Required work: Every line that holds the word "println" needs to be copied from the data below.

------------

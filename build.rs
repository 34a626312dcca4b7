use std::env::var;
use std::path::Path;
use std::process::Command;

fn main() {
  println!("cargo:rerun-if-changed=build.rs");

  let commit_hash = if Path::new("./.git").exists() {
    match Command::new("git").arg("rev-parse").arg("--short").arg("HEAD").output() {
      Ok(output) if output.status.success() => {
        String::from_utf8_lossy(&output.stdout).trim().to_string()
      }
      Ok(output) => {
        println!("cargo::warning=build.rs: git rev-parse failed: {output:#?}");
        String::from("unknown")
      }
      Err(e) => {
        println!("cargo::warning=build.rs: failed to run git: {e}");
        String::from("unknown")
      }
    }
  } else {
    String::from("unknown")
  };

  println!(
    "cargo:rustc-env=VERSION={}({} Profile)-{commit_hash}",
    var("CARGO_PKG_VERSION").unwrap_or_default(),
    var("PROFILE").unwrap_or_default()
  );
}
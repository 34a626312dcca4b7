use actix_web::{Responder, http::StatusCode, http::header, test as actix_test};

use crate::error::AppError;
use crate::reply::{Outcome, Reply};

#[test]
fn test_outcome_status() {
    assert_eq!(Outcome::Success.status(), StatusCode::OK);
    assert_eq!(Outcome::Fail.status(), StatusCode::INTERNAL_SERVER_ERROR);
    assert_eq!(Outcome::Unknown.status(), StatusCode::NOT_FOUND);
    assert_eq!(Outcome::Code(413).status(), StatusCode::PAYLOAD_TOO_LARGE);
    assert_eq!(Outcome::Code(1).status(), StatusCode::INTERNAL_SERVER_ERROR);
}

#[actix_web::test]
async fn test_reply_defaults_to_binary() {
    let req = actix_test::TestRequest::default().to_http_request();
    let res = Reply::success("abc").respond_to(&req);

    assert_eq!(res.status(), StatusCode::OK);
    assert_eq!(res.headers().get(header::CONTENT_TYPE).unwrap(), "binary");
}

#[actix_web::test]
async fn test_reply_from_error() {
    let reply = Reply::from_error(AppError::NotFound("a.txt".into()));
    assert_eq!(reply.outcome, Outcome::Code(404));
    assert!(!reply.body.is_empty());
    assert!(!reply.close);

    let reply = Reply::from_error(AppError::PayloadTooLarge { limit: 4 });
    assert_eq!(reply.outcome, Outcome::Code(413));
    assert!(reply.body.is_empty());
    assert!(reply.close, "oversized uploads close the connection");
}
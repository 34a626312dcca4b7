pub(crate) mod cli;
pub(crate) mod config;

/// Merge CLI overrides into loaded config.
///
/// WHY: Preserve file-based config as baseline; explicit CLI flags have higher precedence.
/// `--verbose` only ever switches request logging on, never off.
/// 中文：以設定檔為基礎，命令列參數覆寫對應欄位。
pub(crate) fn build_config_from_cli(mut s: config::Cofg, cli: &cli::Args) -> config::Cofg {
  if let Some(ip) = &cli.ip {
    s.addrs.ip = ip.to_string();
  }
  if let Some(port) = cli.port {
    s.addrs.port = port;
  }
  if let Some(root) = &cli.root {
    s.fs.root_path = root.to_string();
  }
  if cli.verbose {
    s.middleware.logger.enabling = true;
  }
  s
}
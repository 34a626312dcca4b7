mod browser;
mod cofg;
mod dispatch;
mod error;
mod fs_ops;
mod http_ext;
mod intent;
mod reply;
mod request;
#[cfg(test)]
mod test;

use crate::browser::Browser;
use crate::cofg::{ build_config_from_cli, cli::Args, config::Cofg };

use actix_web::{ App, HttpServer, dev::Server, http::KeepAlive, middleware, web };
use clap::Parser;
use log::{ debug, error, info };

fn init_logger(verbose: bool) {
  env_logger::builder()
    .default_format()
    .format_module_path(true)
    .format_line_number(true)
    .format_timestamp(None)
    .filter_level(if verbose {
      log::LevelFilter::Debug
    } else {
      log::LevelFilter::Info
    })
    .parse_default_env()
    .init();
}

fn build_server(c: Cofg) -> std::io::Result<Server> {
  let addrs = c.addrs.clone();
  let data = web::Data::new(c);
  let server = HttpServer::new(move || {
    let c = data.get_ref();
    App::new()
      .app_data(data.clone())
      .wrap(middleware::Condition::new(
        c.middleware.compress,
        middleware::Compress::default(),
      ))
      .wrap(middleware::Condition::new(
        c.middleware.logger.enabling,
        middleware::Logger::new(&c.middleware.logger.format).custom_request_replace(
          "url",
          |req| http_ext::decode_url_path(&req.uri().to_string()),
        ),
      ))
      .configure(request::routes)
  })
  .keep_alive(KeepAlive::Os)
  .bind(addrs)?
  .run();
  Ok(server)
}

#[actix_web::main]
async fn main() -> Result<(), Box<dyn std::error::Error>> {
  let args = Args::parse();
  init_logger(args.verbose);

  let c = build_config_from_cli(Cofg::load()?, &args).with_absolute_root()?;
  debug!("cofg: {c:#?}");

  let results_url = c.results_url(args.grep.as_deref());
  let port = c.addrs.port;
  let server = build_server(c)?;
  println!("Static file server running at\n  => http://localhost:{port}/\nCTRL + C to shutdown");

  match args.browser.as_deref().map(Browser::from_name) {
    Some(browser) => {
      if let Err(e) = browser::launch(&browser, &results_url) {
        error!("failed to launch {}: {e}", browser.name());
      }
    }
    None => info!("no browser given, open {results_url} manually"),
  }

  server.await?;
  Ok(())
}
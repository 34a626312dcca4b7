//! Classifier tests
//!
//! WHY: The classifier is the only place where request shape turns into a filesystem action, so
//! every row of the routing table gets a case, plus the shapes that must fall through to
//! `Unknown`.

use crate::intent::{Intent, classify, names_file};
use actix_web::http::Method;

#[test]
fn test_get_without_query_reads_files_and_lists_dirs() {
    let files = ["/tests/cases/foo.ts", "/a.b/c.d", "/x.html", "/tests/webTestResults.html"];
    for path in files {
        assert_eq!(classify(&Method::GET, path, ""), Intent::ReadFile, "{path}");
    }

    let dirs = ["/tests/cases/", "/tests/cases", "/", "/a.b/c", "/a.b/"];
    for path in dirs {
        assert_eq!(classify(&Method::GET, path, ""), Intent::ListDir, "{path}");
    }
}

#[test]
fn test_empty_query_counts_as_none() {
    // `/tests/cases/?` arrives with an empty query string
    assert_eq!(classify(&Method::GET, "/tests/cases/", ""), Intent::ListDir);
}

#[test]
fn test_get_resolve() {
    assert_eq!(
        classify(&Method::GET, "/tests/cases/foo.ts", "resolve"),
        Intent::ResolvePath
    );
    assert_eq!(
        classify(&Method::GET, "/tests/cases", "resolve="),
        Intent::ResolvePath
    );
}

#[test]
fn test_get_grep_reads_file() {
    assert_eq!(
        classify(&Method::GET, "/tests/webTestResults.html", "grep=parser"),
        Intent::ReadFile
    );
    // resolve wins over grep
    assert_eq!(
        classify(&Method::GET, "/tests/webTestResults.html", "grep=x&resolve"),
        Intent::ResolvePath
    );
}

#[test]
fn test_get_with_other_query_is_unknown() {
    assert_eq!(classify(&Method::GET, "/a.txt", "foo=1"), Intent::Unknown);
    assert_eq!(classify(&Method::GET, "/a.txt", "action=write"), Intent::Unknown);
}

#[test]
fn test_post_actions_on_files() {
    let cases = [
        ("write", Intent::WriteFile),
        ("WRITE", Intent::WriteFile),
        ("delete", Intent::DeleteFile),
        ("Delete", Intent::DeleteFile),
        ("append", Intent::AppendFile),
        ("APPEND", Intent::AppendFile),
    ];
    for (action, expected) in cases {
        let query = format!("action={action}");
        assert_eq!(
            classify(&Method::POST, "/out/result.txt", &query),
            expected,
            "{action}"
        );
    }
}

#[test]
fn test_post_actions_on_dirs() {
    assert_eq!(classify(&Method::POST, "/out/dir", "action=write"), Intent::WriteDir);
    assert_eq!(classify(&Method::POST, "/out/dir", "action=delete"), Intent::DeleteDir);
    assert_eq!(
        classify(&Method::POST, "/out/dir", "action=append"),
        Intent::Unknown,
        "append on a directory is not an operation"
    );
}

#[test]
fn test_post_file_check_uses_last_segment_only() {
    assert_eq!(
        classify(&Method::POST, "/out.d/dir", "action=write"),
        Intent::WriteDir
    );
    assert_eq!(
        classify(&Method::POST, "/out/dir.d", "action=delete"),
        Intent::DeleteFile
    );
}

#[test]
fn test_post_without_usable_action_is_unknown() {
    assert_eq!(classify(&Method::POST, "/out/a.txt", ""), Intent::Unknown);
    assert_eq!(classify(&Method::POST, "/out/a.txt", "action="), Intent::Unknown);
    assert_eq!(classify(&Method::POST, "/out/a.txt", "action=rename"), Intent::Unknown);
    assert_eq!(classify(&Method::POST, "/out/a.txt", "resolve"), Intent::Unknown);
}

#[test]
fn test_other_methods_are_unknown() {
    for method in [Method::PUT, Method::DELETE, Method::HEAD, Method::PATCH] {
        assert_eq!(classify(&method, "/a.txt", ""), Intent::Unknown, "{method}");
        assert_eq!(
            classify(&method, "/a.txt", "action=write"),
            Intent::Unknown,
            "{method}"
        );
    }
}

#[test]
fn test_malformed_query_is_unknown() {
    // invalid percent escape decodes leniently; a lone `%` must still not panic
    let intent = classify(&Method::POST, "/a.txt", "action=%");
    assert_eq!(intent, Intent::Unknown);
}

#[test]
fn test_names_file() {
    assert!(names_file("/a/b.txt"));
    assert!(names_file(".hidden"));
    assert!(!names_file("/a.b/c"));
    assert!(!names_file("/a/"));
    assert!(!names_file(""));
}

------------

Answer for this exercise:
  println!("cargo:rerun-if-changed=build.rs");
        println!("cargo::warning=build.rs: git rev-parse failed: {output:#?}");
        println!("cargo::warning=build.rs: failed to run git: {e}");
  println!(
  println!("Static file server running at\n  => http://localhost:{port}/\nCTRL + C to shutdown");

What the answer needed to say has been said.